The breeze turned into a strong wind. The leaves screamed. A dust devil danced in the distance, as though to confirm the presence of a ghost.
It was his car. He had to do something, to stop it from killing more children.
He looked deep into his wife’s eyes, an apology struggling to come up his throat. He could not say anything. He wriggled his hand out of her grip. She let him go. His knees wobbled as he walked out of the banana plantation. The wind threatened to knock him over. Blackjacks clung to his pants as he cut through the high grass. He ripped off his coat and tie, and threw them into the bush. Amito stopped crying.
Fire. A thought blazed in his skull. Destroy the car to destroy the ghost.

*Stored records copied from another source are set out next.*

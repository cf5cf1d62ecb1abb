//! Domain errors for the player core

use thiserror::Error;

#[derive(Debug, Error, PartialEq)]
pub enum PlayerError {
    /// The id is not part of the track index (stale or foreign track)
    #[error("Track not found: {0}")]
    TrackNotFound(String),

    #[error("No tracks loaded")]
    EmptyIndex,

    #[error("Nothing is playing")]
    NoTrackLoaded,

    #[error("Playlist not found: {0}")]
    PlaylistNotFound(String),

    #[error("Playlist name cannot be empty")]
    InvalidPlaylistName,

    /// The audio thread is gone or never started
    #[error("Audio device unavailable: {0}")]
    DeviceUnavailable(String),
}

He staggered into the homestead, into the nearest kitchen. He picked an axe off the wall, and a burning piece of wood from the stove. Then he stepped onto the road, and faced the car. Chicken blood from the mganga’s ritual streaked it red. There were pig-bone necklaces and other fetishes that the mganga had hung on its bonnet and roof. The headlights blinked. The indicators flashed continuously, like multiple eyes winking at him. Mocking him. He could hear the sound of the lights. It made him think of the ticking of a clock. He bit his lips, bracing for the fight with the supernatural.
He felt the weight of the axe, felt the heat from the wood. His palms were slick with sweat. He felt his energy drain, and wondered if he would be able to burst open the fuel tank.
“You can’t burn it here,” Chairman shouted.
Dr. Okot turned to see him standing a safe distance away, cowering behind a hut, clutching something in his hands. Even from the distance, the doctor recognized the sheep-tail whisk, a talisman to keep away ghosts and evil things.
“Take it away,” Chairman said. “Burn it where there are no people. Not here.”
Dr. Okot had heard of a Christian pastor who had convinced a shaman to stop practicing magic. He set the shrine on fire, but the moment it started to burn, human-like creatures the size of small rats jumped out of the flames, killed them both, and ran amok in the village, razing several homes before vanishing into a forest. Something similar might happen if he torched the car in the village. He had to take the vehicle away.